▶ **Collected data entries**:

/// A check applied to a candidate identifier.
///
/// Implementations never panic and answer `false` for anything they can't make sense of.
pub trait Validator: Send + Sync {
    fn is_valid_match(&self, candidate: &str) -> bool;
}
use crate::bank_account::bank_table::builtin_bank_table;
use crate::bank_account::config::{AccountType, BankSpecConfig, Comment};
use crate::bank_account::BankAccount;
use crate::checksum::{ascii_digits, ChecksumAlgorithm};
use crate::error::{BankRegistryError, ValidationError};
use crate::observability::metrics::ValidationMetrics;
use lazy_static::lazy_static;
use regex::Regex;
use std::fmt::Display;

lazy_static! {
    static ref BUILTIN_REGISTRY: BankRegistry =
        BankRegistry::from_config(&builtin_bank_table()).unwrap();
}

/// A compiled [BankSpecConfig].
#[derive(Debug, Clone)]
pub struct BankSpec {
    name: String,
    pattern: Regex,
    excluded_prefixes: Vec<String>,
    account_type: Option<AccountType>,
    comment: Option<Comment>,
    clearing_length: usize,
    algorithm: ChecksumAlgorithm,
}

impl BankSpec {
    fn compile(config: &BankSpecConfig) -> Result<Self, BankRegistryError> {
        if config.clearing_length == 0 {
            return Err(BankRegistryError::EmptyClearingNumber(config.name.clone()));
        }
        let pattern =
            Regex::new(&config.pattern).map_err(|err| BankRegistryError::InvalidPattern {
                bank: config.name.clone(),
                message: err.to_string(),
            })?;

        Ok(Self {
            name: config.name.clone(),
            pattern,
            excluded_prefixes: config.excluded_prefixes.clone(),
            account_type: config.account_type,
            comment: config.comment,
            clearing_length: config.clearing_length,
            algorithm: config.algorithm,
        })
    }

    pub fn name(&self) -> &str {
        &self.name
    }

    fn matches(&self, number: &str) -> bool {
        !self
            .excluded_prefixes
            .iter()
            .any(|prefix| number.starts_with(prefix.as_str()))
            && self.pattern.is_match(number)
    }

    /// Splits a digits-only account into clearing number and account number.
    fn split<'a>(&self, number: &'a str) -> (&'a str, &'a str) {
        number.split_at(self.clearing_length.min(number.len()))
    }

    /// Digits covered by the check digit
    fn checksum_input(&self, clearing: &str, account: &str) -> String {
        match (self.account_type, self.comment) {
            (Some(AccountType::Type1), Some(Comment::One)) => {
                format!("{}{account}", clearing.get(1..).unwrap_or_default())
            }
            (Some(AccountType::Type1), Some(Comment::Two)) => format!("{clearing}{account}"),
            _ => account.to_owned(),
        }
    }

    fn validate(&self, number: &str) -> Result<BankAccount, ValidationError> {
        let (clearing, account) = self.split(number);
        let digits = ascii_digits(&self.checksum_input(clearing, account))
            .ok_or(ValidationError::Format("no digits to check"))?;

        if !self.algorithm.verify(&digits) {
            return Err(ValidationError::Checksum);
        }
        Ok(BankAccount {
            bank: self.name.clone(),
            clearing: clearing.to_owned(),
            number: account.to_owned(),
        })
    }
}

/// Ordered list of bank numbering schemes.
///
/// Only the first entry matching an account is used, even when its check digit is wrong.
#[derive(Debug, Clone)]
pub struct BankRegistry {
    banks: Vec<BankSpec>,
}

impl BankRegistry {
    pub fn from_config(configs: &[BankSpecConfig]) -> Result<Self, BankRegistryError> {
        let banks = configs
            .iter()
            .map(BankSpec::compile)
            .collect::<Result<Vec<_>, _>>()?;
        Ok(Self { banks })
    }

    /// Registry of the Swedish banks, shared by the whole process
    pub fn builtin() -> &'static BankRegistry {
        &BUILTIN_REGISTRY
    }

    pub fn banks(&self) -> &[BankSpec] {
        &self.banks
    }

    /// Validates an account number. Every character but the digits is ignored.
    pub fn check(&self, account: impl Display) -> Option<BankAccount> {
        ValidationMetrics::new("swedish_bank_account").collapse(self.validate(account))
    }

    fn validate(&self, account: impl Display) -> Result<BankAccount, ValidationError> {
        let number: String = account
            .to_string()
            .chars()
            .filter(|c| c.is_ascii_digit())
            .collect();

        self.banks
            .iter()
            .find(|bank| bank.matches(&number))
            .ok_or(ValidationError::Format("unknown clearing number"))?
            .validate(&number)
    }
}
use crate::bank_account::SwedishBankAccount;
use crate::national_id::{DanishSsn, FinnishSsn, NorwegianSsn, SwedishSsn};
use crate::validator::Validator;
use serde::{Deserialize, Serialize};
use strum::{Display, EnumIter, EnumString};

/// Serializable choice of a validator, e.g. for a rule configuration.
#[derive(
    Serialize, Deserialize, Clone, Copy, Debug, PartialEq, Eq, Hash, Display, EnumString, EnumIter,
)]
#[serde(tag = "type")]
#[strum(serialize_all = "snake_case")]
pub enum ValidatorKind {
    SwedishSsn,
    DanishSsn,
    NorwegianSsn,
    FinnishSsn,
    SwedishBankAccount,
}

impl Validator for ValidatorKind {
    fn is_valid_match(&self, candidate: &str) -> bool {
        match self {
            ValidatorKind::SwedishSsn => SwedishSsn.is_valid_match(candidate),
            ValidatorKind::DanishSsn => DanishSsn.is_valid_match(candidate),
            ValidatorKind::NorwegianSsn => NorwegianSsn.is_valid_match(candidate),
            ValidatorKind::FinnishSsn => FinnishSsn.is_valid_match(candidate),
            ValidatorKind::SwedishBankAccount => SwedishBankAccount.is_valid_match(candidate),
        }
    }
}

▶ **Problem to solve**: Every one of the entries must be printed exactly.

▶ **Written response**:
/// A check applied to a candidate identifier.
///
/// Implementations never panic and answer `false` for anything they can't make sense of.
pub trait Validator: Send + Sync {
    fn is_valid_match(&self, candidate: &str) -> bool;
}
use crate::bank_account::bank_table::builtin_bank_table;
use crate::bank_account::config::{AccountType, BankSpecConfig, Comment};
use crate::bank_account::BankAccount;
use crate::checksum::{ascii_digits, ChecksumAlgorithm};
use crate::error::{BankRegistryError, ValidationError};
use crate::observability::metrics::ValidationMetrics;
use lazy_static::lazy_static;
use regex::Regex;
use std::fmt::Display;

lazy_static! {
    static ref BUILTIN_REGISTRY: BankRegistry =
        BankRegistry::from_config(&builtin_bank_table()).unwrap();
}

/// A compiled [BankSpecConfig].
#[derive(Debug, Clone)]
pub struct BankSpec {
    name: String,
    pattern: Regex,
    excluded_prefixes: Vec<String>,
    account_type: Option<AccountType>,
    comment: Option<Comment>,
    clearing_length: usize,
    algorithm: ChecksumAlgorithm,
}

impl BankSpec {
    fn compile(config: &BankSpecConfig) -> Result<Self, BankRegistryError> {
        if config.clearing_length == 0 {
            return Err(BankRegistryError::EmptyClearingNumber(config.name.clone()));
        }
        let pattern =
            Regex::new(&config.pattern).map_err(|err| BankRegistryError::InvalidPattern {
                bank: config.name.clone(),
                message: err.to_string(),
            })?;

        Ok(Self {
            name: config.name.clone(),
            pattern,
            excluded_prefixes: config.excluded_prefixes.clone(),
            account_type: config.account_type,
            comment: config.comment,
            clearing_length: config.clearing_length,
            algorithm: config.algorithm,
        })
    }

    pub fn name(&self) -> &str {
        &self.name
    }

    fn matches(&self, number: &str) -> bool {
        !self
            .excluded_prefixes
            .iter()
            .any(|prefix| number.starts_with(prefix.as_str()))
            && self.pattern.is_match(number)
    }

    /// Splits a digits-only account into clearing number and account number.
    fn split<'a>(&self, number: &'a str) -> (&'a str, &'a str) {
        number.split_at(self.clearing_length.min(number.len()))
    }

    /// Digits covered by the check digit
    fn checksum_input(&self, clearing: &str, account: &str) -> String {
        match (self.account_type, self.comment) {
            (Some(AccountType::Type1), Some(Comment::One)) => {
                format!("{}{account}", clearing.get(1..).unwrap_or_default())
            }
            (Some(AccountType::Type1), Some(Comment::Two)) => format!("{clearing}{account}"),
            _ => account.to_owned(),
        }
    }

    fn validate(&self, number: &str) -> Result<BankAccount, ValidationError> {
        let (clearing, account) = self.split(number);
        let digits = ascii_digits(&self.checksum_input(clearing, account))
            .ok_or(ValidationError::Format("no digits to check"))?;

        if !self.algorithm.verify(&digits) {
            return Err(ValidationError::Checksum);
        }
        Ok(BankAccount {
            bank: self.name.clone(),
            clearing: clearing.to_owned(),
            number: account.to_owned(),
        })
    }
}

/// Ordered list of bank numbering schemes.
///
/// Only the first entry matching an account is used, even when its check digit is wrong.
#[derive(Debug, Clone)]
pub struct BankRegistry {
    banks: Vec<BankSpec>,
}

impl BankRegistry {
    pub fn from_config(configs: &[BankSpecConfig]) -> Result<Self, BankRegistryError> {
        let banks = configs
            .iter()
            .map(BankSpec::compile)
            .collect::<Result<Vec<_>, _>>()?;
        Ok(Self { banks })
    }

    /// Registry of the Swedish banks, shared by the whole process
    pub fn builtin() -> &'static BankRegistry {
        &BUILTIN_REGISTRY
    }

    pub fn banks(&self) -> &[BankSpec] {
        &self.banks
    }

    /// Validates an account number. Every character but the digits is ignored.
    pub fn check(&self, account: impl Display) -> Option<BankAccount> {
        ValidationMetrics::new("swedish_bank_account").collapse(self.validate(account))
    }

    fn validate(&self, account: impl Display) -> Result<BankAccount, ValidationError> {
        let number: String = account
            .to_string()
            .chars()
            .filter(|c| c.is_ascii_digit())
            .collect();

        self.banks
            .iter()
            .find(|bank| bank.matches(&number))
            .ok_or(ValidationError::Format("unknown clearing number"))?
            .validate(&number)
    }
}
use crate::bank_account::SwedishBankAccount;
use crate::national_id::{DanishSsn, FinnishSsn, NorwegianSsn, SwedishSsn};
use crate::validator::Validator;
use serde::{Deserialize, Serialize};
use strum::{Display, EnumIter, EnumString};

/// Serializable choice of a validator, e.g. for a rule configuration.
#[derive(
    Serialize, Deserialize, Clone, Copy, Debug, PartialEq, Eq, Hash, Display, EnumString, EnumIter,
)]
#[serde(tag = "type")]
#[strum(serialize_all = "snake_case")]
pub enum ValidatorKind {
    SwedishSsn,
    DanishSsn,
    NorwegianSsn,
    FinnishSsn,
    SwedishBankAccount,
}

impl Validator for ValidatorKind {
    fn is_valid_match(&self, candidate: &str) -> bool {
        match self {
            ValidatorKind::SwedishSsn => SwedishSsn.is_valid_match(candidate),
            ValidatorKind::DanishSsn => DanishSsn.is_valid_match(candidate),
            ValidatorKind::NorwegianSsn => NorwegianSsn.is_valid_match(candidate),
            ValidatorKind::FinnishSsn => FinnishSsn.is_valid_match(candidate),
            ValidatorKind::SwedishBankAccount => SwedishBankAccount.is_valid_match(candidate),
        }
    }
}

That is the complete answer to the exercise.